MR MALAN: Do you know which road they arrived at after they had abducted him?

MR SCHOON: I think in their evidence they said they came through Golela border post.

MR MALAN: Why did you decide to leave him at Mac's Pass if that wasn't where his kraal was?

MR SCHOON: Mac's Pass was an uncontrolled area and one could do something there without being seen quite easily and I knew that area quite well.

MR MALAN: How would he have returned to his kraal, or did you not care?

MR SCHOON: The fact is that on the other side, I think in my evidence in chief I said the tribal area of the Mngomezulus was divided into two, so he could have gone in either direction to either kraal and he would have arrived at the Mngomezulu tribe and they would have helped him.

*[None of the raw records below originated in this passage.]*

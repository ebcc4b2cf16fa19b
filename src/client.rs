//! `YahooFantasy`: the public entry point.
//!
//! Owns one [`RequestEngine`] (and through it the token manager) and hands out
//! borrowed resource handles:
//!
//! ```rust,no_run
//! use yahoo_fantasy::{Credentials, YahooFantasy};
//!
//! # async fn example() -> yahoo_fantasy::Result<()> {
//! let yf = YahooFantasy::new(Credentials::new("consumer-key", "consumer-secret"))?;
//! yf.set_user_token("access-token");
//!
//! let league = yf.league().settings("nfl.l.12345").await?;
//! println!("{}", league["settings"]["draft_type"]);
//! # Ok(())
//! # }
//! ```

use reqwest::Method;
use serde_json::Value;
use std::future::Future;
use std::sync::Arc;
use std::time::Duration;

use crate::auth::{Credentials, TokenCallback, TokenManager, TokenState};
use crate::config::Config;
use crate::resources::{LeagueResource, UsersCollection};
use crate::yahoo::http::{ReqwestTransport, Transport, API_BASE_URL, AUTH_BASE_URL};
use crate::yahoo::RequestEngine;
use crate::{Result, YahooError};


pub struct ClientBuilder {
    credentials: Credentials,
    tokens: TokenState,
    api_base_url: String,
    auth_base_url: String,
    transport: Option<Arc<dyn Transport>>,
    timeout: Option<Duration>,
    on_token: Option<TokenCallback>,
}

impl ClientBuilder {
    pub fn new(credentials: Credentials) -> Self {
        Self {
            credentials,
            tokens: TokenState::default(),
            api_base_url: API_BASE_URL.to_string(),
            auth_base_url: AUTH_BASE_URL.to_string(),
            transport: None,
            timeout: None,
            on_token: None,
        }
    }

    /// Start from a previously stored token pair.
    pub fn tokens(mut self, tokens: TokenState) -> Self {
        self.tokens = tokens;
        self
    }

    pub fn api_base_url(mut self, url: impl Into<String>) -> Self {
        self.api_base_url = url.into();
        self
    }

    pub fn auth_base_url(mut self, url: impl Into<String>) -> Self {
        self.auth_base_url = url.into();
        self
    }

    /// Replace the reqwest transport. `timeout` is ignored when set.
    pub fn transport(mut self, transport: Arc<dyn Transport>) -> Self {
        self.transport = Some(transport);
        self
    }

    pub fn timeout(mut self, timeout: Duration) -> Self {
        self.timeout = Some(timeout);
        self
    }

    /// Called with the raw token payload after every exchange or refresh.
    pub fn on_token<F>(mut self, callback: F) -> Self
    where
        F: Fn(&Value) + Send + Sync + 'static,
    {
        self.on_token = Some(Arc::new(callback));
        self
    }

    pub fn build(self) -> Result<YahooFantasy> {
        let transport: Arc<dyn Transport> = match self.transport {
            Some(transport) => transport,
            None => Arc::new(ReqwestTransport::new(self.timeout)?),
        };

        let mut manager =
            TokenManager::new(self.credentials, self.auth_base_url, transport.clone());
        if let Some(callback) = self.on_token {
            manager = manager.with_callback(callback);
        }
        if let Some(token) = self.tokens.access_token {
            manager.set_access_token(token);
        }
        if let Some(token) = self.tokens.refresh_token {
            manager.set_refresh_token(token);
        }

        let engine = RequestEngine::new(Arc::new(manager), transport, self.api_base_url);
        Ok(YahooFantasy { engine })
    }
}

pub struct YahooFantasy {
    engine: RequestEngine,
}

impl YahooFantasy {
    /// Client against the production endpoints with no token yet.
    pub fn new(credentials: Credentials) -> Result<Self> {
        ClientBuilder::new(credentials).build()
    }

    pub fn builder(credentials: Credentials) -> ClientBuilder {
        ClientBuilder::new(credentials)
    }

    /// Builder seeded from environment configuration.
    pub fn from_config(config: &Config) -> ClientBuilder {
        let builder = ClientBuilder::new(config.credentials.clone()).tokens(config.tokens.clone());
        match config.timeout {
            Some(timeout) => builder.timeout(timeout),
            None => builder,
        }
    }

    pub fn league(&self) -> LeagueResource<'_> {
        LeagueResource::new(&self.engine)
    }

    pub fn users(&self) -> UsersCollection<'_> {
        UsersCollection::new(&self.engine)
    }

    pub fn engine(&self) -> &RequestEngine {
        &self.engine
    }

    /// Raw access to any endpoint; returns the parsed, unnormalized tree.
    pub async fn api(&self, method: Method, url: &str, body: Option<&str>) -> Result<Value> {
        self.engine.request(method, url, body).await
    }

    pub fn authorization_url(&self) -> String {
        self.engine.tokens().authorization_url()
    }

    pub async fn exchange_code(&self, code: &str) -> Result<TokenState> {
        self.engine.tokens().exchange_code(code).await
    }

    pub async fn refresh_token(&self) -> Result<TokenState> {
        self.engine.tokens().refresh().await
    }

    /// Alias for [`set_access_token`](Self::set_access_token).
    pub fn set_user_token(&self, token: impl Into<String>) {
        self.set_access_token(token);
    }

    pub fn set_access_token(&self, token: impl Into<String>) {
        self.engine.tokens().set_access_token(token);
    }

    pub fn set_refresh_token(&self, token: impl Into<String>) {
        self.engine.tokens().set_refresh_token(token);
    }

    pub fn tokens(&self) -> TokenState {
        self.engine.tokens().tokens()
    }
}

/// Await `future`, report its outcome to `callback`, and return it unchanged.
pub async fn with_callback<T, Fut, C>(future: Fut, callback: C) -> Result<T>
where
    Fut: Future<Output = Result<T>>,
    C: FnOnce(std::result::Result<&T, &YahooError>),
{
    let result = future.await;
    callback(result.as_ref());
    result
}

MR MALAN: But you would have left him there in a condition where he actually was not in control of himself because you are saying, I think the general evidence is that when he was loaded up on the back of the van he was in a coma or unconscious, or whatever the case may be.

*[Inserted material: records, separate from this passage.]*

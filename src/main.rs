//! Entry point: parse CLI, wire token persistence, dispatch to command handlers.

use anyhow::Context;
use clap::Parser;
use tracing::warn;
use tracing_subscriber::EnvFilter;
use yahoo_fantasy::{
    cli::{Commands, YahooCli},
    commands::{
        api::{handle_raw, handle_user},
        auth::handle_auth,
        league::handle_league,
        print_json,
    },
    core::{load_tokens, save_token_payload, token_file_path},
    Config, TokenState, YahooFantasy,
};

fn init_logging(verbose: u8) {
    let filter = match verbose {
        0 => EnvFilter::try_from_default_env().unwrap_or_else(|_| EnvFilter::new("warn")),
        1 => EnvFilter::new("debug"),
        _ => EnvFilter::new("trace"),
    };

    tracing_subscriber::fmt()
        .with_env_filter(filter)
        .with_target(false)
        .with_writer(std::io::stderr)
        .init();
}

/// Run the CLI.
#[tokio::main]
async fn main() -> anyhow::Result<()> {
    let app = YahooCli::parse();
    init_logging(app.verbose);

    let config = Config::from_env().context("loading configuration")?;
    let token_file = app.token_file.clone().unwrap_or_else(token_file_path);

    // Environment tokens win over the stored file.
    let stored = load_tokens(&token_file)
        .with_context(|| format!("reading {}", token_file.display()))?
        .unwrap_or_default();
    let tokens = TokenState::new(
        config.tokens.access_token.clone().or(stored.access_token),
        config.tokens.refresh_token.clone().or(stored.refresh_token),
    );

    let persist_to = token_file.clone();
    let yf = YahooFantasy::from_config(&config)
        .tokens(tokens)
        .on_token(move |payload| {
            if let Err(e) = save_token_payload(&persist_to, payload) {
                warn!(path = %persist_to.display(), error = %e, "failed to persist tokens");
            }
        })
        .build()?;

    let output = match app.command {
        Commands::Auth { cmd } => handle_auth(&yf, cmd).await?,
        Commands::League { cmd } => handle_league(&yf, cmd).await?,
        Commands::User { out } => handle_user(&yf, &out).await?,
        Commands::Raw { method, url, body } => {
            handle_raw(&yf, method.into(), &url, body.as_deref()).await?
        }
    };
    print_json(&output)?;

    Ok(())
}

MR SCHOON: Chairperson I cannot recall that he was indeed in a coma, but that he was not in a good condition, I do concede that that is true and he, with great difficulty, would have arrived at a place where they would be able to assist him.

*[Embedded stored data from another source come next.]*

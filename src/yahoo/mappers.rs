//! Per-resource mappers from raw subtrees to the public schema.
//!
//! Each mapper takes the raw subtree for one resource kind (or `None` when
//! the response omitted it) and never fails: absent parts become empty lists.

use serde_json::{json, Value};

use super::normalize::{
    items, lift, lift_positional, list_field, normalize, normalize_object, DomainObject,
};


fn into_object(value: Value) -> DomainObject {
    match value {
        Value::Object(map) => map,
        _ => DomainObject::new(),
    }
}

/// Normalize a collection and strip the per-item wrapper key.
fn collection(raw: Option<&Value>, wrapper: &str) -> Vec<Value> {
    let normalized = raw.map(normalize);
    items(normalized.as_ref(), wrapper)
}

fn same_id(a: Option<&Value>, b: Option<&Value>) -> bool {
    let key = |v: &Value| v.as_str().map(str::to_string).unwrap_or_else(|| v.to_string());
    match (a, b) {
        (Some(a), Some(b)) => key(a) == key(b),
        _ => false,
    }
}

/// League settings (`league[1].settings[0]`).
///
/// `stat_categories` becomes a list of stats, each carrying the `value` of
/// its matching stat modifier; `stat_modifiers` is folded away.
pub fn map_settings(raw: Option<&Value>) -> DomainObject {
    let mut settings = raw.map(normalize_object).unwrap_or_default();

    let modifiers = settings
        .remove("stat_modifiers")
        .map(|m| items(m.get("stats"), "stat"))
        .unwrap_or_default();
    let categories = settings
        .get("stat_categories")
        .map(|c| items(c.get("stats"), "stat"))
        .unwrap_or_default()
        .into_iter()
        .map(|mut category| {
            let value = modifiers
                .iter()
                .find(|m| same_id(m.get("stat_id"), category.get("stat_id")))
                .and_then(|m| m.get("value"))
                .cloned();
            if let (Some(value), Some(obj)) = (value, category.as_object_mut()) {
                obj.insert("value".to_string(), value);
            }
            category
        })
        .collect();
    settings.insert("stat_categories".to_string(), Value::Array(categories));

    list_field(&mut settings, "roster_positions", "roster_position");
    list_field(&mut settings, "divisions", "division");
    settings
}

/// Team metadata with `managers` and `team_logos` as plain lists.
pub fn map_team(mut team: DomainObject) -> DomainObject {
    list_field(&mut team, "managers", "manager");
    list_field(&mut team, "team_logos", "team_logo");
    team
}

pub fn map_teams(raw: Option<&Value>) -> Vec<Value> {
    collection(raw, "team")
        .into_iter()
        .map(|team| Value::Object(map_team(into_object(team))))
        .collect()
}

/// Collapse a normalized team's `team_standings` into the team itself.
pub fn flatten_standing(mut team: DomainObject) -> DomainObject {
    lift(&mut team, "team_standings");
    team
}

/// Standings teams (`league[1].standings[0].teams`).
pub fn map_standings(raw: Option<&Value>) -> Vec<Value> {
    collection(raw, "team")
        .into_iter()
        .map(|team| Value::Object(map_team(flatten_standing(into_object(team)))))
        .collect()
}

fn map_matchup(mut matchup: DomainObject) -> DomainObject {
    lift_positional(&mut matchup);
    let teams = items(matchup.get("teams"), "team")
        .into_iter()
        .map(|team| Value::Object(map_team(into_object(team))))
        .collect();
    matchup.insert("teams".to_string(), Value::Array(teams));
    list_field(&mut matchup, "stat_winners", "stat_winner");
    matchup
}

/// Scoreboard (`league[1].scoreboard`) as `{week, matchups}`.
pub fn map_scoreboard(raw: Option<&Value>) -> DomainObject {
    let mut board = raw.map(normalize_object).unwrap_or_default();
    let week = board.remove("week").unwrap_or(Value::Null);
    lift_positional(&mut board);

    let matchups: Vec<Value> = items(board.get("matchups"), "matchup")
        .into_iter()
        .map(|m| Value::Object(map_matchup(into_object(m))))
        .collect();

    into_object(json!({ "week": week, "matchups": matchups }))
}

/// Draft picks (`league[1].draft_results`).
pub fn map_draft(raw: Option<&Value>) -> Vec<Value> {
    collection(raw, "draft_result")
}

/// Player with `eligible_positions` as strings and stats as a list.
pub fn map_player(mut player: DomainObject) -> DomainObject {
    list_field(&mut player, "eligible_positions", "position");
    if let Some(Value::Object(stats)) = player.get_mut("player_stats") {
        list_field(stats, "stats", "stat");
    }
    player
}

pub fn map_players(raw: Option<&Value>) -> Vec<Value> {
    collection(raw, "player")
        .into_iter()
        .map(|player| Value::Object(map_player(into_object(player))))
        .collect()
}

/// Transactions (`league[1].transactions`), each with its `players` list.
pub fn map_transactions(raw: Option<&Value>) -> Vec<Value> {
    collection(raw, "transaction")
        .into_iter()
        .map(|transaction| {
            let mut transaction = into_object(transaction);
            let players = items(transaction.get("players"), "player")
                .into_iter()
                .map(|player| Value::Object(map_player(into_object(player))))
                .collect();
            transaction.insert("players".to_string(), Value::Array(players));
            Value::Object(transaction)
        })
        .collect()
}

fn map_game(mut game: DomainObject) -> DomainObject {
    if game.contains_key("leagues") {
        list_field(&mut game, "leagues", "league");
    }
    if game.contains_key("teams") {
        let teams = items(game.get("teams"), "team")
            .into_iter()
            .map(|team| Value::Object(map_team(into_object(team))))
            .collect();
        game.insert("teams".to_string(), Value::Array(teams));
    }
    game
}

/// One user with a `games` list.
pub fn map_user(mut user: DomainObject) -> DomainObject {
    let games = items(user.get("games"), "game")
        .into_iter()
        .map(|game| Value::Object(map_game(into_object(game))))
        .collect();
    user.insert("games".to_string(), Value::Array(games));
    user
}

/// Users collection (`fantasy_content.users`).
pub fn map_users(raw: Option<&Value>) -> Vec<Value> {
    collection(raw, "user")
        .into_iter()
        .map(|user| Value::Object(map_user(into_object(user))))
        .collect()
}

MR MALAN: And just another thing that I would like to ask you and this is about your decision, that you would take him back, this was the continual evidence. The evidence was that you were under the authority of van Dyk with regard to this operation.

MR SCHOON: That is correct.

MR MALAN: van Dyk was in command.

MR SCHOON: Yes, he was in control.

MR MALAN: And here you oppose his authority and you take a decision and he does not reprimand you about it,

MR SCHOON: Chairperson, we argued about it, but he could not force me to follow his viewpoint. I believe I would have been able to force them to do my bidding because it would have had the least repercussions afterwards, so I believed.

MR MALAN: Were you ever involved in any assault where a person was eliminated, other than this one?

MR SCHOON: No. I have another amnesty application that I had attended.

MR MALAN: Was this the Scorpion matter?

MR SCHOON: Yes, it was.

MR MALAN: Was this the only other incident for which you have applied for amnesty for?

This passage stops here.